E, mesmo sendo registrada, a legislação não exclui essas áreas de uso. Ela permite que se faça uso dessas áreas, desde que mantendo a vegetação original, exatamente o que já vem sendo feito. Portanto não haverá perda para o produtor, que poderá continuar a fazer uso da terra com pecuária.
IHU On-Line – Quais os desafios para aliar a atividade agrícola à preservação do Pampa?
Heinrich Hasenack – É a sociedade como um todo entender que há locais onde necessitamos cultivar e outros locais que devemos conservar para a manutenção da biodiversidade. Ambas devem acontecer no mesmo território e há espaço para que isso seja efetivado.
Entretanto, no Pampa temos um potencial enorme de fazer isso acontecer também na propriedade rural. O produtor que faz o planejamento da sua propriedade levando em consideração o potencial natural de sua terra, e produz seguindo boas práticas de conservação, está fazendo sua parte. O bioma Pampa só se manterá campestre se houver o gado, pois é ele que mantém a vegetação herbácea. Sem o gado, o campo, em maior ou menor grau, se transformará em áreas arbustivas ou até florestais em poucas décadas.
O ideal é que se tivesse não um zoneamento setorial por atividade, como o da silvicultura, mas que se tivesse um planejamento territorial que contemplasse não apenas a agropecuária, mas o território como um todo.
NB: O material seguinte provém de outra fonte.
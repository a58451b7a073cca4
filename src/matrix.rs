//! Correlation matrix storage and zero-copy views.
//!
//! Entry `(i, j)` holds the similarity between slices `i` and `j`. Only the
//! band `|rank(i) - rank(j)| <= comparison_range` is ever read by the
//! estimator; entries outside the band are conventionally NaN.
//!
//! Stages address the matrix through [`MatrixView`]. The per-iteration
//! [`PermutedMatrix`] reorders rows and columns by coordinate rank without
//! touching the underlying storage.

use crate::error::{EstimationError, EstimationResult};

/// Read-only square table addressed by `(row, column)`.
pub trait MatrixView {
    fn size(&self) -> usize;

    /// Entry at `(i, j)`; NaN marks an undefined similarity.
    fn get(&self, i: usize, j: usize) -> f64;

    /// Entry at `(i, j)` if both indices are inside the table and the value
    /// is finite.
    fn get_finite(&self, i: usize, j: usize) -> Option<f64> {
        if i >= self.size() || j >= self.size() {
            return None;
        }
        let v = self.get(i, j);
        v.is_finite().then_some(v)
    }
}

/// Owned, row-major `n × n` correlation table.
#[derive(Clone, Debug, PartialEq)]
pub struct CorrelationMatrix {
    n: usize,
    data: Vec<f64>,
}

impl CorrelationMatrix {
    /// Wrap row-major storage of length `n * n`.
    pub fn new(n: usize, data: Vec<f64>) -> EstimationResult<Self> {
        let expected = n * n;
        if data.len() != expected {
            return Err(EstimationError::MatrixShape {
                expected,
                found: data.len(),
            });
        }
        Ok(Self { n, data })
    }

    /// Build a full matrix by evaluating `f(i, j)` for every entry.
    pub fn from_fn(n: usize, mut f: impl FnMut(usize, usize) -> f64) -> Self {
        let mut data = Vec::with_capacity(n * n);
        for i in 0..n {
            for j in 0..n {
                data.push(f(i, j));
            }
        }
        Self { n, data }
    }

    /// Build a banded matrix: `f(i, j)` for `|i - j| <= range`, NaN elsewhere.
    pub fn banded(n: usize, range: usize, mut f: impl FnMut(usize, usize) -> f64) -> Self {
        Self::from_fn(n, |i, j| {
            if i.abs_diff(j) <= range {
                f(i, j)
            } else {
                f64::NAN
            }
        })
    }

    pub fn as_slice(&self) -> &[f64] {
        &self.data
    }

    pub fn row(&self, i: usize) -> &[f64] {
        &self.data[i * self.n..(i + 1) * self.n]
    }

    /// Rank-ordered view of the matrix for the given permutation.
    pub fn permuted<'a>(&'a self, permutation: &'a [usize]) -> PermutedMatrix<'a> {
        PermutedMatrix::new(self, permutation)
    }
}

impl MatrixView for CorrelationMatrix {
    fn size(&self) -> usize {
        self.n
    }

    #[inline]
    fn get(&self, i: usize, j: usize) -> f64 {
        self.data[i * self.n + j]
    }
}

/// View that addresses a matrix by coordinate rank: `view.get(a, b)` reads
/// `matrix.get(permutation[a], permutation[b])`.
#[derive(Clone, Copy)]
pub struct PermutedMatrix<'a> {
    matrix: &'a CorrelationMatrix,
    permutation: &'a [usize],
}

impl<'a> PermutedMatrix<'a> {
    pub fn new(matrix: &'a CorrelationMatrix, permutation: &'a [usize]) -> Self {
        debug_assert_eq!(matrix.size(), permutation.len());
        Self {
            matrix,
            permutation,
        }
    }

    pub fn permutation(&self) -> &'a [usize] {
        self.permutation
    }

    pub fn source(&self) -> &'a CorrelationMatrix {
        self.matrix
    }
}

impl MatrixView for PermutedMatrix<'_> {
    fn size(&self) -> usize {
        self.permutation.len()
    }

    #[inline]
    fn get(&self, i: usize, j: usize) -> f64 {
        self.matrix.get(self.permutation[i], self.permutation[j])
    }
}

impl std::fmt::Debug for PermutedMatrix<'_> {
    fn fmt(&self, f: &mut std::fmt::Formatter<'_>) -> std::fmt::Result {
        f.debug_struct("PermutedMatrix")
            .field("size", &self.size())
            .field("permutation", &self.permutation)
            .finish()
    }
}
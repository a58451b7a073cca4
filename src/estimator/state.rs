use crate::permutation::PermutationIndex;

/// Working state carried from one iteration to the next.
///
/// `coordinates` is indexed by slice; `weights` and `multipliers` are indexed
/// by rank and keep their rank positions across iterations even when the
/// order of slices changes.
#[derive(Clone, Debug)]
pub(crate) struct IterationState {
    pub coordinates: Vec<f64>,
    pub weights: Vec<f64>,
    pub multipliers: Vec<f64>,
    pub index: PermutationIndex,
}

impl IterationState {
    pub fn new(start: &[f64]) -> Self {
        let n = start.len();
        Self {
            coordinates: start.to_vec(),
            weights: vec![1.0; n],
            multipliers: vec![1.0; n],
            index: PermutationIndex::from_coordinates(start),
        }
    }

    /// Rebuild the rank permutation from the current coordinates.
    pub fn reindex(&mut self) {
        self.index = PermutationIndex::from_coordinates(&self.coordinates);
    }
}
use z_spacing::CorrelationMatrix;

/// True z-positions of a stack whose thickness oscillates around 1.0 with
/// relative amplitude `amplitude`.
pub fn oscillating_depths(n: usize, amplitude: f64) -> Vec<f64> {
    assert!(amplitude.abs() < 1.0, "thickness must stay positive");
    let mut depths = Vec::with_capacity(n);
    let mut z = 0.0;
    for k in 0..n {
        depths.push(z);
        z += 1.0 + amplitude * (k as f64 / 5.0).sin();
    }
    depths
}

/// Banded matrix whose correlation decays linearly with true distance,
/// NaN outside `range` index steps.
pub fn linear_decay_matrix(depths: &[f64], range: usize, slope: f64) -> CorrelationMatrix {
    CorrelationMatrix::banded(depths.len(), range, |i, j| {
        (1.0 - slope * (depths[i] - depths[j]).abs()).max(0.0)
    })
}

/// Indices `0..n` as coordinates.
pub fn index_coordinates(n: usize) -> Vec<f64> {
    (0..n).map(|i| i as f64).collect()
}

/// Largest deviation between two depth profiles after mapping both onto
/// `[0, 1]` by their first and last entries.
pub fn normalized_max_deviation(estimate: &[f64], truth: &[f64]) -> f64 {
    let norm = |v: &[f64]| -> Vec<f64> {
        let (lo, hi) = (v[0], v[v.len() - 1]);
        v.iter().map(|x| (x - lo) / (hi - lo)).collect()
    };
    norm(estimate)
        .iter()
        .zip(norm(truth))
        .map(|(a, b)| (a - b).abs())
        .fold(0.0, f64::max)
}
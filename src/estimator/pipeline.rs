//! Estimator loop driving the refinement end-to-end.
//!
//! Each iteration runs the stages in a fixed order:
//! permute → fit → quality → collect → mediate → smooth/apply →
//! [monotonic] → [regularize] → observe.
//! Every stage finishes before the next starts and iteration `k + 1` only
//! sees the fully updated state of iteration `k`.
//!
//! Typical usage:
//! ```no_run
//! use z_spacing::{CoordinateEstimator, CorrelationMatrix, EstimatorParams};
//!
//! # fn example(matrix: CorrelationMatrix, start: Vec<f64>) {
//! let estimator = CoordinateEstimator::new(EstimatorParams::default());
//! match estimator.estimate(&matrix, &start) {
//!     Ok(coordinates) => println!("last slice at z={:.3}", coordinates[coordinates.len() - 1]),
//!     Err(err) => eprintln!("estimation failed: {err}"),
//! }
//! # }
//! ```
use super::params::{EstimatorParams, FailurePolicy};
use super::state::IterationState;
use crate::categorizer::Categorizer;
use crate::constraints::{GlobalRegularizer, MonotonicityEnforcer};
use crate::diagnostics::timing::elapsed_ms;
use crate::diagnostics::{EstimationReport, EstimationTrace, IterationSummary, TimingBreakdown};
use crate::error::{EstimationError, EstimationResult, Stage};
use crate::fit::{CorrelationFit, LocalCorrelationFitter};
use crate::matrix::{CorrelationMatrix, MatrixView};
use crate::observer::{IterationObservation, IterationObserver, NoopObserver};
use crate::quality::SliceQualityEstimator;
use crate::shifts::{collect_shifts, mediate_all, ShiftMediator, ShiftSmoother};
use log::{debug, warn};
use std::time::Instant;

/// Iterative z-coordinate estimator for a stack of serial sections.
pub struct CoordinateEstimator {
    params: EstimatorParams,
    fit_model: Box<dyn CorrelationFit>,
    mediator: Box<dyn ShiftMediator>,
    categorizer: Option<Box<dyn Categorizer>>,
}

impl CoordinateEstimator {
    /// Create an estimator using the capabilities selected in `params`.
    pub fn new(params: EstimatorParams) -> Self {
        let fit_model = params.fit_model.build();
        let mediator = params.mediator.build();
        Self {
            params,
            fit_model,
            mediator,
            categorizer: None,
        }
    }

    pub fn params(&self) -> &EstimatorParams {
        &self.params
    }

    /// Replace the fit model selected in the params.
    pub fn with_fit_model(mut self, fit_model: Box<dyn CorrelationFit>) -> Self {
        self.fit_model = fit_model;
        self
    }

    /// Replace the mediator selected in the params.
    pub fn with_mediator(mut self, mediator: Box<dyn ShiftMediator>) -> Self {
        self.mediator = mediator;
        self
    }

    /// Use a fixed categorizer instead of building one per stack size.
    pub fn with_categorizer(mut self, categorizer: Box<dyn Categorizer>) -> Self {
        self.categorizer = Some(categorizer);
        self
    }

    /// Refine `start` against `matrix`, returning slice-indexed coordinates.
    pub fn estimate(&self, matrix: &CorrelationMatrix, start: &[f64]) -> EstimationResult<Vec<f64>> {
        self.estimate_with_observer(matrix, start, &mut NoopObserver)
    }

    /// Like [`estimate`](Self::estimate), handing every completed iteration
    /// to `observer`.
    pub fn estimate_with_observer(
        &self,
        matrix: &CorrelationMatrix,
        start: &[f64],
        observer: &mut dyn IterationObserver,
    ) -> EstimationResult<Vec<f64>> {
        self.run(matrix, start, observer)
            .map(|report| report.coordinates)
    }

    /// Run and return both the coordinates and a per-iteration trace.
    pub fn estimate_with_diagnostics(
        &self,
        matrix: &CorrelationMatrix,
        start: &[f64],
    ) -> EstimationResult<EstimationReport> {
        self.run(matrix, start, &mut NoopObserver)
    }

    fn validate(&self, matrix: &CorrelationMatrix, start: &[f64]) -> EstimationResult<()> {
        let n = matrix.size();
        if start.len() != n {
            return Err(EstimationError::LengthMismatch {
                matrix: n,
                coordinates: start.len(),
            });
        }
        self.params.options.validate(n)?;
        if let Some((index, &value)) = start.iter().enumerate().find(|(_, v)| !v.is_finite()) {
            return Err(EstimationError::NonFiniteCoordinate { index, value });
        }
        Ok(())
    }

    /// Full entry point: trace every iteration and hand it to `observer`.
    pub fn run(
        &self,
        matrix: &CorrelationMatrix,
        start: &[f64],
        observer: &mut dyn IterationObserver,
    ) -> EstimationResult<EstimationReport> {
        let total_start = Instant::now();
        let mut timings = TimingBreakdown::default();
        timings.time(Stage::Validate, || self.validate(matrix, start))?;

        let opts = &self.params.options;
        let parallel = self.params.parallel;
        let n = matrix.size();
        debug!(
            "CoordinateEstimator::estimate start n={} iterations={} range={} reorder={} regularize={}",
            n, opts.n_iterations, opts.comparison_range, opts.with_reorder, opts.with_regularization
        );

        let built_categorizer;
        let categorizer: &dyn Categorizer = match &self.categorizer {
            Some(categorizer) => categorizer.as_ref(),
            None => {
                built_categorizer = self.params.categorizer.build(n);
                built_categorizer.as_ref()
            }
        };
        let fitter =
            LocalCorrelationFitter::new(self.fit_model.as_ref(), categorizer, opts.comparison_range);
        let quality = SliceQualityEstimator {
            regularizer_weight: opts.multiplier_generation_regularizer_weight,
            iterations: opts.multiplier_estimation_iterations,
            range: opts.comparison_range,
            weights_sigma: opts.multiplier_weights_sigma,
        };
        let smoother = ShiftSmoother {
            range: opts.shifts_smoothing_range,
            sigma: opts.shifts_smoothing_sigma,
            shift_proportion: opts.shift_proportion,
            update_regularizer_weight: opts.coordinate_update_regularizer_weight,
        };
        let enforcer = MonotonicityEnforcer::new(opts.minimum_section_thickness);

        let mut state = IterationState::new(start);
        let mut summaries = Vec::with_capacity(opts.n_iterations);

        for iteration in 1..=opts.n_iterations {
            timings.time(Stage::Permute, || state.reindex());
            let IterationState {
                coordinates,
                weights,
                multipliers,
                index,
            } = &mut state;
            let view = index.permute(matrix);
            let sorted = index.sorted_coordinates();

            let fits = timings.time(Stage::Fit, || {
                fitter.fit(&view, sorted, weights, multipliers, parallel)
            })?;
            timings.time(Stage::Quality, || {
                quality.estimate(&view, sorted, &fits, weights, multipliers, parallel)
            });
            let opinions = timings.time(Stage::Collect, || {
                collect_shifts(
                    &view,
                    sorted,
                    weights,
                    multipliers,
                    &fits,
                    opts.comparison_range,
                    parallel,
                )
            });
            let shifts = timings.time(Stage::Mediate, || {
                mediate_all(self.mediator.as_ref(), &opinions, parallel)
            })?;
            timings.time(Stage::Smooth, || {
                let smoothed = smoother.smooth(&shifts, weights);
                smoother.apply(coordinates, index.permutation(), &smoothed);
            });

            let corrections = if opts.with_reorder {
                0
            } else {
                timings.time(Stage::Monotonic, || {
                    enforcer.enforce(coordinates, index.permutation())
                })
            };
            let regularized = if opts.with_regularization {
                timings.time(Stage::Regularize, || {
                    self.regularize(coordinates, index.permutation(), iteration)
                })?
            } else {
                false
            };

            let observation = IterationObservation {
                iteration,
                matrix: view,
                coordinates: coordinates.as_slice(),
                permutation: index.permutation(),
                inverse: index.inverse(),
                multipliers: multipliers.as_slice(),
                weights: weights.as_slice(),
                shifts: &shifts,
            };
            let summary = IterationSummary::from_observation(
                &observation,
                fits.fits().len(),
                opinions.total(),
                corrections,
                regularized,
            );
            debug!(
                "CoordinateEstimator: iteration {} opinions={} mean|shift|={:.4} max|shift|={:.4} min weight={:.4}",
                iteration,
                summary.opinions,
                summary.mean_abs_shift,
                summary.max_abs_shift,
                summary.min_weight
            );
            observer.observe(&observation);
            summaries.push(summary);
        }

        timings.total_ms = elapsed_ms(total_start);
        debug!(
            "CoordinateEstimator::estimate done in {:.3} ms",
            timings.total_ms
        );
        Ok(EstimationReport {
            coordinates: state.coordinates,
            trace: EstimationTrace {
                slices: n,
                iterations: summaries,
                timings,
            },
        })
    }

    /// Apply the global regularizer under the configured failure policy.
    /// Returns whether the coordinates were changed.
    fn regularize(
        &self,
        coordinates: &mut [f64],
        permutation: &[usize],
        iteration: usize,
    ) -> EstimationResult<bool> {
        match GlobalRegularizer.regularize(coordinates, permutation) {
            Ok(_) => Ok(true),
            Err(err)
                if err.is_recoverable()
                    && self.params.on_regularization_failure == FailurePolicy::Skip =>
            {
                warn!("CoordinateEstimator: iteration {iteration}: {err}; skipping regularization");
                Ok(false)
            }
            Err(err) => Err(err),
        }
    }
}

#[cfg(test)]
mod tests {
    use super::*;
    use crate::estimator::RunOptions;

    fn linear_stack(n: usize, range: usize) -> CorrelationMatrix {
        CorrelationMatrix::banded(n, range, |i, j| 1.0 - 0.08 * i.abs_diff(j) as f64)
    }

    fn options(range: usize) -> RunOptions {
        RunOptions {
            comparison_range: range,
            shifts_smoothing_range: 2,
            shifts_smoothing_sigma: 1.0,
            ..RunOptions::default()
        }
    }

    #[test]
    fn uniform_stack_is_a_fixed_point() {
        let n = 12;
        let start: Vec<f64> = (0..n).map(|i| i as f64).collect();
        let params = EstimatorParams {
            options: RunOptions {
                n_iterations: 3,
                ..options(4)
            },
            ..EstimatorParams::default()
        };
        let out = CoordinateEstimator::new(params)
            .estimate(&linear_stack(n, 4), &start)
            .unwrap();
        for (a, b) in out.iter().zip(&start) {
            assert!((a - b).abs() < 1e-6, "{a} vs {b}");
        }
    }

    #[test]
    fn mismatched_start_is_rejected() {
        let estimator = CoordinateEstimator::new(EstimatorParams::with_options(options(2)));
        let err = estimator
            .estimate(&linear_stack(5, 2), &[0.0, 1.0, 2.0])
            .unwrap_err();
        assert_eq!(
            err,
            EstimationError::LengthMismatch {
                matrix: 5,
                coordinates: 3
            }
        );
        assert_eq!(err.stage(), Stage::Validate);
    }

    #[test]
    fn non_finite_start_is_rejected() {
        let estimator = CoordinateEstimator::new(EstimatorParams::with_options(options(2)));
        let err = estimator
            .estimate(&linear_stack(4, 2), &[0.0, f64::NAN, 2.0, 3.0])
            .unwrap_err();
        assert!(matches!(
            err,
            EstimationError::NonFiniteCoordinate { index: 1, .. }
        ));
    }

    /// Curve that ignores its samples, so a collapsed stack still fits.
    struct FixedDecay;

    impl CorrelationFit for FixedDecay {
        fn min_samples(&self) -> usize {
            0
        }

        fn fit(
            &self,
            _samples: &[crate::fit::FitSample],
        ) -> Result<crate::fit::Polynomial, crate::error::FitError> {
            Ok(crate::fit::Polynomial::new(vec![1.0, -0.08]))
        }
    }

    #[test]
    fn regularization_failure_follows_policy() {
        // every slice at the same depth: the rank extremes coincide
        let n = 6;
        let start = vec![1.0; n];
        let opts = RunOptions {
            shift_proportion: 0.0,
            ..options(2)
        };

        let skip = CoordinateEstimator::new(EstimatorParams::with_options(opts.clone()))
            .with_fit_model(Box::new(FixedDecay));
        let report = skip
            .estimate_with_diagnostics(&linear_stack(n, 2), &start)
            .unwrap();
        assert!(!report.trace.iterations[0].regularized);
        assert_eq!(report.coordinates, start);

        let abort = CoordinateEstimator::new(EstimatorParams {
            options: opts,
            on_regularization_failure: FailurePolicy::Abort,
            ..EstimatorParams::default()
        })
        .with_fit_model(Box::new(FixedDecay));
        let err = abort.estimate(&linear_stack(n, 2), &start).unwrap_err();
        assert!(matches!(
            err,
            EstimationError::DegenerateRegularization { .. }
        ));
    }
}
Em parte, o Zoneamento Ecológico Econômico - ZEE teria esse propósito.
IHU On-Line – As queimadas também são uma realidade no Pampa? Que relações podemos estabelecer entre as queimadas que ocorrem no Pantanal e na Amazônia com as que ocorrem no Pampa?
Heinrich Hasenack – No bioma Pampa as queimadas são um problema menor. Praticamente não há queima do campo nativo, como ocorre de forma mais comum nos Campos de Cima da Serra. A professora Ilsi Boldrini [titular no Departamento de Botânica da UFRGS] revelou, em comunicação pessoal com ela, que a vegetação campestre do bioma Pampa chega no inverno com pouca biomassa, pois foi consumida pelo gado, cuja lotação é, via de regra, maior do que aquela dos Campos de Cima da Serra.
IHU On-Line – Como avalia a atual gestão dos governos federal e estadual no que diz respeito a ações ambientais que visem assegurar a preservação do Pampa?
Heinrich Hasenack – A condução da gestão ambiental em nível federal é um desastre. Sequer merece comentários.
No estado do Rio Grande do Sul, percebo uma receptividade muito grande dos técnicos da Secretaria do Meio Ambiente - Sema e da Fundação Estadual de Proteção Ambiental Henrique Luis Roessler - Fepam em utilizar resultados de pesquisa das universidades e incorporar esse conhecimento para subsidiar tecnicamente seus trabalhos. Já do lado político, entendo que, como acontece em outros temas, deveríamos discutir os dados tanto ambientais como de produção de forma mais integrada.
IHU On-Line – Quais os maiores desafios para a preservação do Pampa? E como superar esses desafios?
Heinrich Hasenack – Precisamos buscar a sustentabilidade na prática, não na retórica. Para isso é necessário buscar conciliar a atividade econômica com a conservação ambiental. E isso significa que devemos planejar no longo prazo, pensando no todo, não cada um vendo apenas a sua atividade.